Ambition is a funny thing. I have to admit that I was very ambitious as a young woman but I see now, because life can only be understood backwards, that most of my so-called ambitions were simply consumerist desires masquerading as life goals. It was the 80s so I wanted to live in New York City, even though the hairy goddess knows it would have chewed me up and spat me out. I wanted to drive a Jag, in English Racing Green. See consumerist nonsense. After a couple of big life upheavals, my pre-30 ambitions changed; my own business, a baby and a trip to Paris. Perhaps a trip to Paris is consumerist but not the way I do it, with museum passes and comfortable footwear.
I’ve never been terribly athletic. No, that’s not true. I’ve always had a little bit of aptitude in that area but I hated ‘losing’ so shied away from competition. For years I told myself that I wasn’t competitive, but the truth is I am more of a collaborative person and I hate the fact that for someone to win, someone must lose. After years of intermittant therapy and personal development I can finally admit that I don’t like it when that person is me.
My ‘athletic’ pursuits tend towards the non-competitive anyway. I love yoga asana classes, Qi Gong, dancing. I’ve started doing a dance class with my friend because I was finding my tap class a little too ambitious. Although we’d tried to explain to our young and talented teacher that none of us had plans to dance on Broadway any time soon, he insisted on try to teach us things that were just too difficult, things that would have been too hard for me in my 20s.
I just want to move my body and try to keep the fat to a minimum so I never have to take a spin class.
I am a little ambitious about my writing. I’ve even started entering a few writing comps, which are by definition, competitive. But I don’t see other writers, whether we’re talking about Jojo Moyes or my fellow Writers’ Association peeps, as competition. I see them as colleagues, and fellow travellers on the journey. Some are further ahead and some are just starting to write.
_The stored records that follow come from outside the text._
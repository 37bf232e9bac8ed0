//! Feature extraction: frame stepping, the spectral transform and the five
//! extractors behind a closed [`Feature`] enum.

pub mod amplitude;
pub mod framing;
pub mod panning;
pub mod pitch;
pub mod registry;
pub mod settings;
pub mod smoothing;
pub mod spectral;
pub mod spectrum;
pub mod transient;

pub use registry::{Colour, ExtractorDescriptor, ExtractorRegistry, Feature, FeatureExtractor};
pub use settings::AnalysisSettings;
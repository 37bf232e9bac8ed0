//! The loaded signal together with everything extracted from it.

use std::io::Write;
use std::path::{Path, PathBuf};

use anyhow::{Context, Result};

use crate::analysis::{AnalysisSettings, ExtractorRegistry, Feature};
use crate::audio::AudioSignal;
use crate::breakpoints::io::{self, ExportHeader};
use crate::breakpoints::{Breakpoint, BreakpointStore, FeatureResult};
use crate::error::{SessionError, StoreError};

/// Progress of the most recent extraction request.
///
/// Purely informational; it does not guard against concurrent calls.
#[derive(Clone, Copy, Debug, Default, PartialEq, Eq)]
pub enum AnalysisState {
    #[default]
    Idle,
    Running(Feature),
    Done(Feature),
    Failed(Feature),
}

#[derive(Default)]
pub struct Session {
    signal: Option<AudioSignal>,
    source_name: String,
    registry: ExtractorRegistry,
    store: BreakpointStore,
    state: AnalysisState,
}

impl Session {
    pub fn new() -> Self {
        Self::default()
    }

    /// Replaces the signal; previous results are dropped.
    pub fn load(&mut self, signal: AudioSignal, source_name: impl Into<String>) {
        self.signal = Some(signal);
        self.source_name = source_name.into();
        self.store.clear();
        self.state = AnalysisState::Idle;
    }

    pub fn clear(&mut self) {
        self.signal = None;
        self.source_name.clear();
        self.store.clear();
        self.state = AnalysisState::Idle;
    }

    pub fn has_signal(&self) -> bool {
        self.signal.is_some()
    }

    pub fn signal(&self) -> Option<&AudioSignal> {
        self.signal.as_ref()
    }

    pub fn source_name(&self) -> &str {
        &self.source_name
    }

    pub fn state(&self) -> AnalysisState {
        self.state
    }

    /// Runs one extractor and stores its result in place of any previous one.
    pub fn extract(
        &mut self,
        feature: Feature,
        channel: usize,
        settings: &AnalysisSettings,
    ) -> Result<&FeatureResult, SessionError> {
        if let Err(err) = settings.validate() {
            self.state = AnalysisState::Failed(feature);
            return Err(err.into());
        }
        let Some(signal) = self.signal.as_ref() else {
            self.state = AnalysisState::Failed(feature);
            return Err(SessionError::NoSignal);
        };

        self.state = AnalysisState::Running(feature);
        let result = self.registry.run(feature, signal, channel, settings);
        log::info!(
            "Extracted {} (channel {}): {} points over {} output(s)",
            feature,
            signal.clamp_channel(channel),
            result.total_points(),
            result.num_outputs()
        );
        self.state = AnalysisState::Done(feature);
        Ok(self.store.insert(feature, result))
    }

    /// Every feature on channel 0.
    pub fn extract_all(&mut self, settings: &AnalysisSettings) -> Result<(), SessionError> {
        for feature in Feature::ALL {
            self.extract(feature, 0, settings)?;
        }
        Ok(())
    }

    pub fn is_extracted(&self, feature: Feature) -> bool {
        self.store.contains(feature)
    }

    pub fn extracted_features(&self) -> Vec<Feature> {
        self.store.features().collect()
    }

    pub fn result(&self, feature: Feature) -> Option<&FeatureResult> {
        self.store.get(feature)
    }

    /// Points of one output, empty when nothing is stored there.
    pub fn breakpoints(&self, feature: Feature, output: usize) -> &[Breakpoint] {
        self.store
            .series(feature, output)
            .map(|series| series.points())
            .unwrap_or_default()
    }

    pub fn add_breakpoint(&mut self, feature: Feature, output: usize, time: f64, value: f64) -> Result<(), StoreError> {
        self.store.add(feature, output, time, value)
    }

    pub fn update_breakpoint(
        &mut self,
        feature: Feature,
        output: usize,
        index: usize,
        time: f64,
        value: f64,
    ) -> Result<(), StoreError> {
        self.store.update(feature, output, index, time, value)
    }

    pub fn remove_breakpoint(&mut self, feature: Feature, output: usize, index: usize) -> Result<Breakpoint, StoreError> {
        self.store.remove(feature, output, index)
    }

    fn header(&self, feature: Feature) -> ExportHeader<'_> {
        let sample_rate = self.signal.as_ref().map_or(0.0, AudioSignal::sample_rate);
        ExportHeader::now(feature, &self.source_name, sample_rate)
    }

    pub fn export<W: Write>(&self, feature: Feature, out: &mut W) -> Result<()> {
        let result = self.store.get(feature).ok_or(StoreError::FeatureNotExtracted(feature))?;
        io::write_feature(out, &self.header(feature), result)
            .with_context(|| format!("Failed to export {}", feature))
    }

    pub fn export_file(&self, feature: Feature, path: &Path) -> Result<()> {
        let result = self.store.get(feature).ok_or(StoreError::FeatureNotExtracted(feature))?;
        io::write_feature_file(path, &self.header(feature), result)?;
        log::info!("Wrote {} breakpoints to {}", feature, path.display());
        Ok(())
    }

    /// File name used by [`Session::export_all`].
    pub fn export_file_name(&self, feature: Feature) -> String {
        let stem = if self.source_name.is_empty() { "untitled" } else { &self.source_name };
        format!("{}_{}.txt", stem, feature)
    }

    /// Writes `<source>_<Feature>.txt` into `dir` for each extracted feature.
    pub fn export_all(&self, dir: &Path) -> Result<Vec<PathBuf>> {
        std::fs::create_dir_all(dir)
            .with_context(|| format!("Failed to create output directory: {}", dir.display()))?;
        let mut written = Vec::new();
        for feature in self.store.features() {
            let path = dir.join(self.export_file_name(feature));
            self.export_file(feature, &path)?;
            written.push(path);
        }
        Ok(written)
    }

    /// Loads every point of `path` into one output, replacing it.
    pub fn import(&mut self, feature: Feature, output: usize, path: &Path) -> Result<usize> {
        let points = io::read_points(path)?;
        let count = points.len();
        self.store.replace(feature, output, points)?;
        log::info!("Imported {} points into {} output {}", count, feature, output);
        Ok(count)
    }

    /// Restores each output whose `# <name>` block appears in `path`.
    ///
    /// Returns how many outputs were replaced.
    pub fn import_feature(&mut self, feature: Feature, path: &Path) -> Result<usize> {
        let blocks = io::read_blocks(path)?;
        let mut restored = 0;
        for output in 0..feature.output_count() {
            let label = io::output_label(feature, output);
            let Some(block) = blocks.iter().find(|b| b.name.as_deref() == Some(label.as_str())) else {
                continue;
            };
            self.store.replace(feature, output, block.points.clone())?;
            restored += 1;
        }
        if restored == 0 {
            log::warn!("{} contains no {} output blocks", path.display(), feature);
        }
        Ok(restored)
    }
}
I’m all about the ‘rising tide lifting all boats.’ And I need to tell myself that it’s okay if I have some success. I have a few patterns around self-saboutage and ‘deserving success’ that I still need to confront. It seems that my school teachers and other influences from childhood could be divided into two groups; the Yayers and the Nayers. Unfortunately, the Yayers were few and far between, so I listened to the Nayers and eventually any Yayers just sounded like they were blowing smoke up my ass. I’m learning to be my own Yayer and to listen carefully to feedback and criticism without unconditionally accepting it without discernment. I need to stop thinking that each and every criticism of my work has 100% accuracy, a bad habit I picked up when making art to a brief.
Listening today to this: Rachel Griffiths reclaiming ‘Like a Girl’ on No Filter podcast.